▶ [Task brief]
Report the number of lines in the data below that hold "filename", without any other words.

─── Source material ───

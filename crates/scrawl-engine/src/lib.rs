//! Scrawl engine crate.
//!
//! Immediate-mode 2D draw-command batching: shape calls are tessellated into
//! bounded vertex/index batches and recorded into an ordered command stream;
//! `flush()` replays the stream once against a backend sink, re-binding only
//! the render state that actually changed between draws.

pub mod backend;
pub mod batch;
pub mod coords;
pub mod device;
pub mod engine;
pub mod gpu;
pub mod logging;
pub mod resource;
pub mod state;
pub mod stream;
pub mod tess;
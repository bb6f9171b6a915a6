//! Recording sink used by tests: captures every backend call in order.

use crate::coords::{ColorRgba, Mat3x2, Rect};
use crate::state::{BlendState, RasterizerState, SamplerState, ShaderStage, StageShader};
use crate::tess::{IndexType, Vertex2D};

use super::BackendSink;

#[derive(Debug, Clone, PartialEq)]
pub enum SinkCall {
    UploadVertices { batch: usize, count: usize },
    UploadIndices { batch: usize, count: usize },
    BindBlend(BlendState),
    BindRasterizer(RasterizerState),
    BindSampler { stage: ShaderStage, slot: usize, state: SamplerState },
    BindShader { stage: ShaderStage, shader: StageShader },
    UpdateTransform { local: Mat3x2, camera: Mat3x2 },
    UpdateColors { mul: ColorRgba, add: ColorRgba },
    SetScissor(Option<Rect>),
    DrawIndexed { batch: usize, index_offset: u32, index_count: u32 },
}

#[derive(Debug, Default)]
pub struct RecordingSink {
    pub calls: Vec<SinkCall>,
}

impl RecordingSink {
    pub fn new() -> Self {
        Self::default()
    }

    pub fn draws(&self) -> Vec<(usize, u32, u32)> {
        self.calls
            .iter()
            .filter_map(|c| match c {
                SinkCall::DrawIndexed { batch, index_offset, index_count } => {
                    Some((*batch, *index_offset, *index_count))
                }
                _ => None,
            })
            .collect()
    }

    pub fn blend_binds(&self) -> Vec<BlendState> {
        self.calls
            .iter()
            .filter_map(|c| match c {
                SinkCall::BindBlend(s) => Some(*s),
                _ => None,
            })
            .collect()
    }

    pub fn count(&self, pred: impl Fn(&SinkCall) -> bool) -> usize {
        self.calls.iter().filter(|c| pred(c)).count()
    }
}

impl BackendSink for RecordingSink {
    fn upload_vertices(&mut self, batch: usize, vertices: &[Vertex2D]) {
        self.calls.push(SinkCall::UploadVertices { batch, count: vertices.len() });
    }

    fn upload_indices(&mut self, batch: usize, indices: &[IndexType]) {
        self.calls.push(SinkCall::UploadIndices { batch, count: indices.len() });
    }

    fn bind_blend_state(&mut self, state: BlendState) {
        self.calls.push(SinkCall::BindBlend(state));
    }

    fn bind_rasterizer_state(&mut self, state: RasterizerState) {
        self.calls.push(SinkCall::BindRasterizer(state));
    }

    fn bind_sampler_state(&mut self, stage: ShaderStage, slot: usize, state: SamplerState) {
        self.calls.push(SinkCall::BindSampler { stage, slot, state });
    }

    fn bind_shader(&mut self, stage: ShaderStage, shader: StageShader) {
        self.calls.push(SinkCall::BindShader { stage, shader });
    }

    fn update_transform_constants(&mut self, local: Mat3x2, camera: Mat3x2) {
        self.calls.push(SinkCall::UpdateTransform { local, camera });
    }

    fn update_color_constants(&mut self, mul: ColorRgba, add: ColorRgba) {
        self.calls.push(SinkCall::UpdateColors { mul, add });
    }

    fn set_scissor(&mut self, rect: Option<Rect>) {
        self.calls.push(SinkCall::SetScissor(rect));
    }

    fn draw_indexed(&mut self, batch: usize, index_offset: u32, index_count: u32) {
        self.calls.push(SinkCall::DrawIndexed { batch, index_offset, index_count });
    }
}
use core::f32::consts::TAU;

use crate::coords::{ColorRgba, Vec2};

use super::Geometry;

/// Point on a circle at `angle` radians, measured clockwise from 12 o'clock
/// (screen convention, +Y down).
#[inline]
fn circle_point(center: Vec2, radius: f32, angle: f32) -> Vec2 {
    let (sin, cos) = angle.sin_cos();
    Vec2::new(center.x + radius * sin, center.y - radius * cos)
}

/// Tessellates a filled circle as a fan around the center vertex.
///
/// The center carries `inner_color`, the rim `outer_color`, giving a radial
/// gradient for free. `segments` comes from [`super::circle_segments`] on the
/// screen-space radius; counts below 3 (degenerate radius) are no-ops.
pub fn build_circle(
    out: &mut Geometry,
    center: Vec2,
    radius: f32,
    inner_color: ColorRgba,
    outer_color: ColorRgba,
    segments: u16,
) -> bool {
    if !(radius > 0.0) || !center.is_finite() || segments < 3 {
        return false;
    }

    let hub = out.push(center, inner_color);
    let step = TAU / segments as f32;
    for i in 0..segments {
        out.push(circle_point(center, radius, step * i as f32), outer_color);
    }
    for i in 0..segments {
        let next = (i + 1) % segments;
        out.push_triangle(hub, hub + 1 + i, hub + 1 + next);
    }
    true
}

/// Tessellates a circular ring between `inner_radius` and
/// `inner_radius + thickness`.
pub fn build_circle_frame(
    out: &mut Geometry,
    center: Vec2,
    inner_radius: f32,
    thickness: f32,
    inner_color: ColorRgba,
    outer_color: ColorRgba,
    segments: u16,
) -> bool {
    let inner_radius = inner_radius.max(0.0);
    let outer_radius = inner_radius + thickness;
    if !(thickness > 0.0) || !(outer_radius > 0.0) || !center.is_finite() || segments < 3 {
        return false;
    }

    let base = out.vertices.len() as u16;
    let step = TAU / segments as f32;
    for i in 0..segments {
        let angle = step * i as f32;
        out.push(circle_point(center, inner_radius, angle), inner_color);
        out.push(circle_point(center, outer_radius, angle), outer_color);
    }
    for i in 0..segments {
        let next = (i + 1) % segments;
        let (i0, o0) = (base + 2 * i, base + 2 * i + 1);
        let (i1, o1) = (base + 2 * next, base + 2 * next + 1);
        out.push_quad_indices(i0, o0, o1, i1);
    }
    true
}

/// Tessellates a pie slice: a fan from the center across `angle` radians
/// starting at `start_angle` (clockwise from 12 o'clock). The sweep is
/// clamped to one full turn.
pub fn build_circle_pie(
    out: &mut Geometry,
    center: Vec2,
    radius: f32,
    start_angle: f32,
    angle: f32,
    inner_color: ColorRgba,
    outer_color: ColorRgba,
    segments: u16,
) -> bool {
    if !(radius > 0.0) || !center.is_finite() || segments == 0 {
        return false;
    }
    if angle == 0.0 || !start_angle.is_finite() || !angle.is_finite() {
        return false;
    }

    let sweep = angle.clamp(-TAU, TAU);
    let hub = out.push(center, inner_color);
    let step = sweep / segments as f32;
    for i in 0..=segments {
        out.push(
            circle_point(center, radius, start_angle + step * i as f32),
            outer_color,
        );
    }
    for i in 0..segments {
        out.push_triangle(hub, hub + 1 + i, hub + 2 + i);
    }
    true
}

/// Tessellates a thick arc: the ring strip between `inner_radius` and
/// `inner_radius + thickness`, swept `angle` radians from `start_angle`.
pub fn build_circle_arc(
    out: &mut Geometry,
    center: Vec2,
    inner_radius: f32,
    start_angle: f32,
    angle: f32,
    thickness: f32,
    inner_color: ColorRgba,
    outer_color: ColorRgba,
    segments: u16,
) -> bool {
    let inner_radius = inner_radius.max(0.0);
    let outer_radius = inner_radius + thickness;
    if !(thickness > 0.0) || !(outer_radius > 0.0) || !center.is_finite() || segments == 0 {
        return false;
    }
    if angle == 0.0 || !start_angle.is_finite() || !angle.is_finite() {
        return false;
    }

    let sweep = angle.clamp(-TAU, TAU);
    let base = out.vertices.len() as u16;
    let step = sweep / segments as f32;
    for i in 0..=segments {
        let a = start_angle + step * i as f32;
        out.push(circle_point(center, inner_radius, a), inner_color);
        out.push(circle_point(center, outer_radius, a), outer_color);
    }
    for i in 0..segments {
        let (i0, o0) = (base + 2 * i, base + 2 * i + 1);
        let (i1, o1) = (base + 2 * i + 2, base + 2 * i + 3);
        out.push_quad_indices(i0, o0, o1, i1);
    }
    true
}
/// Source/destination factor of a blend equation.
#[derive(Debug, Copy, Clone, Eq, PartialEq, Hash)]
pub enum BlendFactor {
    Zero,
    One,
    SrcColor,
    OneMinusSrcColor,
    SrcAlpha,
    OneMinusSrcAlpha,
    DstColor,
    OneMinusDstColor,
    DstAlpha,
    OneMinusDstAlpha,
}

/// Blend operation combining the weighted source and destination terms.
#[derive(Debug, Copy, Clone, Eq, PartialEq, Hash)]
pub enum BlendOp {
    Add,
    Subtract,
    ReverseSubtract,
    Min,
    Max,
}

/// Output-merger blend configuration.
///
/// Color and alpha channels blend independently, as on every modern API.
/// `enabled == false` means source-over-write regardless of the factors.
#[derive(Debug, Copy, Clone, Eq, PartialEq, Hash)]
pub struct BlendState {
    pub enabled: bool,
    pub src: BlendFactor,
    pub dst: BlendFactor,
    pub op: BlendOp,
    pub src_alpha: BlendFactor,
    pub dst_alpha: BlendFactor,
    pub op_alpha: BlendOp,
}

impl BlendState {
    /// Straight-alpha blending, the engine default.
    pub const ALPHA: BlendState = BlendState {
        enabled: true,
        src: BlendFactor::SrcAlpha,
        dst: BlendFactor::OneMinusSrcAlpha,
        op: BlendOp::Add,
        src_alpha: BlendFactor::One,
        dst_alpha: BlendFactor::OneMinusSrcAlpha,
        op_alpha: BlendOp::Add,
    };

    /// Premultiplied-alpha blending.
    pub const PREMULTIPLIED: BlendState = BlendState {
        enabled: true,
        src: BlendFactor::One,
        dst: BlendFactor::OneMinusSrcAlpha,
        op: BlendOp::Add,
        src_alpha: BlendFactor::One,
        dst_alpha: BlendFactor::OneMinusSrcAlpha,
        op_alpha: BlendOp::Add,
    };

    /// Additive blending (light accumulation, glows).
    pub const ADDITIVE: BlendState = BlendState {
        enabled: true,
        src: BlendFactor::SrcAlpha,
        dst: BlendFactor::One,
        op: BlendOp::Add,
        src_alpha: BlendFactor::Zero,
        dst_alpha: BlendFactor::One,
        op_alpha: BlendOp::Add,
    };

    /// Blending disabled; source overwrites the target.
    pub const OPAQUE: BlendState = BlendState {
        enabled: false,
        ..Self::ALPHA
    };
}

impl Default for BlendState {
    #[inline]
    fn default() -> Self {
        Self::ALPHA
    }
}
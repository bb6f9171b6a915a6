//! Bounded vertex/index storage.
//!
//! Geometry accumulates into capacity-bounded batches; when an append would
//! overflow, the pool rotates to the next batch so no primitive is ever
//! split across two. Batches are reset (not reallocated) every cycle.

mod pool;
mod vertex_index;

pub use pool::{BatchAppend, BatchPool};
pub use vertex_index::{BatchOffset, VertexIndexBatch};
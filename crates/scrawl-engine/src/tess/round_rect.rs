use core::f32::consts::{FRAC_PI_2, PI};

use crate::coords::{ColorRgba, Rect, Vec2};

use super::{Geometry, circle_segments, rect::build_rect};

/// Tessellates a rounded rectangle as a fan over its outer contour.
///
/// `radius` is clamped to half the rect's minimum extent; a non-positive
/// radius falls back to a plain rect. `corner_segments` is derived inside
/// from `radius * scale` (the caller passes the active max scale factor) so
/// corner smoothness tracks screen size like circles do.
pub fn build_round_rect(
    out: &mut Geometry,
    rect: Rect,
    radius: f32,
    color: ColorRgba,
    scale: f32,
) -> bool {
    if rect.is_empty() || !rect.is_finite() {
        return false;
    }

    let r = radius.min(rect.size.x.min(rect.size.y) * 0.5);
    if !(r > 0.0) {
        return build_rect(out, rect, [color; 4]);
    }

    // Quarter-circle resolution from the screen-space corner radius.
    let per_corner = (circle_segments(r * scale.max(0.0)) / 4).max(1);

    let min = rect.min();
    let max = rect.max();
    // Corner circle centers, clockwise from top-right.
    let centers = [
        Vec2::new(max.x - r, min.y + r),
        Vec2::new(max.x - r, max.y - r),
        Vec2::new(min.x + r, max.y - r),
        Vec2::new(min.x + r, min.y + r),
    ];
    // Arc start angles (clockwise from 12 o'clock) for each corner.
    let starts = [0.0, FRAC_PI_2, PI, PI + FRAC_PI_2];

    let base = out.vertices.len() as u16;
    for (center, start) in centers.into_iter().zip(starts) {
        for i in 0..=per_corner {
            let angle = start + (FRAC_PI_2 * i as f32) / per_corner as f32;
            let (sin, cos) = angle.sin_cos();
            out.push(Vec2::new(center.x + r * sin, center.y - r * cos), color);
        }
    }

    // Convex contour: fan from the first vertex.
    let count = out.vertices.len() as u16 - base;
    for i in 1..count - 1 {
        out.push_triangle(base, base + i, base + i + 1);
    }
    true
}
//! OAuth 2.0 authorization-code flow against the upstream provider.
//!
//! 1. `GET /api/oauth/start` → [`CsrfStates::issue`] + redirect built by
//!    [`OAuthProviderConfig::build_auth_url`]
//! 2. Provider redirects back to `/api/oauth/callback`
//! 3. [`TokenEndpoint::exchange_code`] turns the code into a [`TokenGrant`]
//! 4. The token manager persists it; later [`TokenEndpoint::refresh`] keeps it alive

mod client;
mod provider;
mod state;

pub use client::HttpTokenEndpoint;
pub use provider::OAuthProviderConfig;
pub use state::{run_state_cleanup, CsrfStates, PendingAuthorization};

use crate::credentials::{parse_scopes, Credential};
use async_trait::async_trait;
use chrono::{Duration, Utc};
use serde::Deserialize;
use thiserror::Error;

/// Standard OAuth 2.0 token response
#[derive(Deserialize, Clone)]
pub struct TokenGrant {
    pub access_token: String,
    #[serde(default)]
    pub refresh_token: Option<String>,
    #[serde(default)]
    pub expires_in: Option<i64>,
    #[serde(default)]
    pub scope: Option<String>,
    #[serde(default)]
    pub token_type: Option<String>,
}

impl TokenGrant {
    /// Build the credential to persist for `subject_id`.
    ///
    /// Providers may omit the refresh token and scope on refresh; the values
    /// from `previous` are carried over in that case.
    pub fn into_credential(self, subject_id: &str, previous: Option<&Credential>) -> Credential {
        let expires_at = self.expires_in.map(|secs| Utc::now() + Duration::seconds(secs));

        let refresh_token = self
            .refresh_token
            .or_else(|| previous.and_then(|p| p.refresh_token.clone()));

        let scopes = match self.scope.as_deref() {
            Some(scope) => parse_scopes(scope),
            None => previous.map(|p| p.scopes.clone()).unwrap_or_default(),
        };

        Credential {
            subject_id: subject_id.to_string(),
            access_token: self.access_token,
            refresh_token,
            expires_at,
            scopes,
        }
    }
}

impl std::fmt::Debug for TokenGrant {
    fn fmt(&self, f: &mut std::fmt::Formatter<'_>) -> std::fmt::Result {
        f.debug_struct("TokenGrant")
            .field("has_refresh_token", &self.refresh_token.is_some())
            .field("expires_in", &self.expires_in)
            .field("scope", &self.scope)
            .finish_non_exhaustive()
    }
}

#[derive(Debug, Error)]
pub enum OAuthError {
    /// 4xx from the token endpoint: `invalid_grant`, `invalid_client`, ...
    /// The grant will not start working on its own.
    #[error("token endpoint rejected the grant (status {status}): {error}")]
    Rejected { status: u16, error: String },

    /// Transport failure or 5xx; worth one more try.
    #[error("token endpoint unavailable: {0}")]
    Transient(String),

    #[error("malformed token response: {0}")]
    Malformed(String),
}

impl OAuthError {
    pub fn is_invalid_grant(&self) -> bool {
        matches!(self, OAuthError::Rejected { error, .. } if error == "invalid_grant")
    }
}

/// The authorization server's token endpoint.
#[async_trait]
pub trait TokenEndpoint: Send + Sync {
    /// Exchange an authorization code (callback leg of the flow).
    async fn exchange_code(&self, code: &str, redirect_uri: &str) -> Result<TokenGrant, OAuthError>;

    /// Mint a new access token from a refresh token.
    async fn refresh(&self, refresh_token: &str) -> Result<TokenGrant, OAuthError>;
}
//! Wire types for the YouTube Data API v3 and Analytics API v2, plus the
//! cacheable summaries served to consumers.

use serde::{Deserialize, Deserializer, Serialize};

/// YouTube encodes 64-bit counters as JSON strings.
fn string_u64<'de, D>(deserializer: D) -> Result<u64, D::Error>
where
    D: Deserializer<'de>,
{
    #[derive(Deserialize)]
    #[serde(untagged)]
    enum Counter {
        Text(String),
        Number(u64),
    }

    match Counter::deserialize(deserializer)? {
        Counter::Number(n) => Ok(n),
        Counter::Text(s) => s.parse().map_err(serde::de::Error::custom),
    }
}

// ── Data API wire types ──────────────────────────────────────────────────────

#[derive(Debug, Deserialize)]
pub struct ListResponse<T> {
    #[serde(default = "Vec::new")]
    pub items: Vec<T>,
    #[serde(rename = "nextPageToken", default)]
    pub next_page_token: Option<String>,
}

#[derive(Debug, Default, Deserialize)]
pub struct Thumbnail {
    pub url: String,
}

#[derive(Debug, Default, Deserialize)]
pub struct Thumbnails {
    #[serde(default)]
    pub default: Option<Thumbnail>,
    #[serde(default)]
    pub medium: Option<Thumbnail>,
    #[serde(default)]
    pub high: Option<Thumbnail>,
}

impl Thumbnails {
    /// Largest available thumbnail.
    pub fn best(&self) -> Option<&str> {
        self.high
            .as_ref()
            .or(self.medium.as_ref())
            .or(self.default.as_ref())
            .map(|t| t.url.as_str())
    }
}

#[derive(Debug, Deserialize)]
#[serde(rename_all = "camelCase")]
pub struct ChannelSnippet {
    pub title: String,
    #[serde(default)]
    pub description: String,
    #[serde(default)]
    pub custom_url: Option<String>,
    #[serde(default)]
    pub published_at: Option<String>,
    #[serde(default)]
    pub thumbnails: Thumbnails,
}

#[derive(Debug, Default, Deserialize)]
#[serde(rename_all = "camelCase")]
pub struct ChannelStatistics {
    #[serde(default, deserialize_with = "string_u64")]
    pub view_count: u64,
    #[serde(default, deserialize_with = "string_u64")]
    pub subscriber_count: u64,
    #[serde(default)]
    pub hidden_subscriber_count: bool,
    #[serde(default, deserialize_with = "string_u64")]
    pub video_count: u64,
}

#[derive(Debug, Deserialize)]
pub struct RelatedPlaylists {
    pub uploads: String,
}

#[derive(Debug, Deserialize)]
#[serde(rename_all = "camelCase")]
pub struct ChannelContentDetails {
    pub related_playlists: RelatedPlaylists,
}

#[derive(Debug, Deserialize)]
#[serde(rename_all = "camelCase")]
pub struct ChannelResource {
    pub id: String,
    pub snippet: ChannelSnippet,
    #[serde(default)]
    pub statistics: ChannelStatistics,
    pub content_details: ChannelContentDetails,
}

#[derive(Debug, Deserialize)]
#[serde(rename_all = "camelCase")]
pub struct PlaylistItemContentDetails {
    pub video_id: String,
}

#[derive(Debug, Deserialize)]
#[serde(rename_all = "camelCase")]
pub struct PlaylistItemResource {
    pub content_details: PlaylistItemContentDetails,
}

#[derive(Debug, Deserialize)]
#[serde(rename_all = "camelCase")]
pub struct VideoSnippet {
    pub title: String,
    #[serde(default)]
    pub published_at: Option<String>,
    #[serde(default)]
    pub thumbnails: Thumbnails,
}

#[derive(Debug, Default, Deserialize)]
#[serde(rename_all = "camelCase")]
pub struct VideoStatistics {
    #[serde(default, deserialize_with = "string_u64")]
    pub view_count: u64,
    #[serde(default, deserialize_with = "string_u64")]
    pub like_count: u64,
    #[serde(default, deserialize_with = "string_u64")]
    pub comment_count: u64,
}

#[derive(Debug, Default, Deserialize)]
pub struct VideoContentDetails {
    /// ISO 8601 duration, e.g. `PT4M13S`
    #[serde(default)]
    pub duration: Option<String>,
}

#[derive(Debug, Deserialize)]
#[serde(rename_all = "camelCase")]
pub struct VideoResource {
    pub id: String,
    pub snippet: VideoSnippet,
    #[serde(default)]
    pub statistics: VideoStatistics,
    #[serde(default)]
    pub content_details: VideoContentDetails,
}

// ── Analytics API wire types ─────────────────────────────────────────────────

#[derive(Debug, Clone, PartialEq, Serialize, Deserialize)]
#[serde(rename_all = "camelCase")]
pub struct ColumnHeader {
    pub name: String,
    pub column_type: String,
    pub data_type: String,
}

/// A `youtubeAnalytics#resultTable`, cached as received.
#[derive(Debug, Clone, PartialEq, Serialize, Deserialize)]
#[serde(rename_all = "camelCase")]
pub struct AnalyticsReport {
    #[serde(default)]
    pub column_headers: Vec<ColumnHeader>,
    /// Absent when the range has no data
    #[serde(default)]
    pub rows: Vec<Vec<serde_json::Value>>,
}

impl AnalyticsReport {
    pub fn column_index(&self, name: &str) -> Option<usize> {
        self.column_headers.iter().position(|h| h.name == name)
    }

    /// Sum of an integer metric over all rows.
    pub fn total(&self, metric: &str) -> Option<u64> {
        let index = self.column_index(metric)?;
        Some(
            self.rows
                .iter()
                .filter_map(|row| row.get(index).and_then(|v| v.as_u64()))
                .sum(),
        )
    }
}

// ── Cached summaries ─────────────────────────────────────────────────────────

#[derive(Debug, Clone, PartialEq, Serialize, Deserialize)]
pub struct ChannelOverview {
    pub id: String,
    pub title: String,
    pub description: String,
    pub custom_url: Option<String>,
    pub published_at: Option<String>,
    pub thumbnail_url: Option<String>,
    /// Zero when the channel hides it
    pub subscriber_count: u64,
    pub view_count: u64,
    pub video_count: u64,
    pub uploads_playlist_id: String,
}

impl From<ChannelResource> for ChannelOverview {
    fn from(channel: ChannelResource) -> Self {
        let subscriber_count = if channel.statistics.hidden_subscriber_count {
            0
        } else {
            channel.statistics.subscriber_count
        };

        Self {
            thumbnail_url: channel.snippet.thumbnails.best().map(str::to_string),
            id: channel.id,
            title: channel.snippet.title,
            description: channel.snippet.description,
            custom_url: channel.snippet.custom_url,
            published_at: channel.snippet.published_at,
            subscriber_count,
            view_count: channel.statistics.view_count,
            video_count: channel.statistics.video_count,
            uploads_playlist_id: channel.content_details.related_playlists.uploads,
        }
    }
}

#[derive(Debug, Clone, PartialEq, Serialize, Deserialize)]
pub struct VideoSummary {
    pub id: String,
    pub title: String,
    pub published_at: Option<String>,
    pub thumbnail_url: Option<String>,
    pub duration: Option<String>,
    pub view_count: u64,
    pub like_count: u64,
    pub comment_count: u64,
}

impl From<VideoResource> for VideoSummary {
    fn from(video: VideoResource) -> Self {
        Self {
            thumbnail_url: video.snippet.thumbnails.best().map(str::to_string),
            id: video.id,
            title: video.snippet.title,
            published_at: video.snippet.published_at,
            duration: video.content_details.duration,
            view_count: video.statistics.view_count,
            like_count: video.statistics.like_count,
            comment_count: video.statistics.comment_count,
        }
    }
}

───

▶ [Result for this task]
2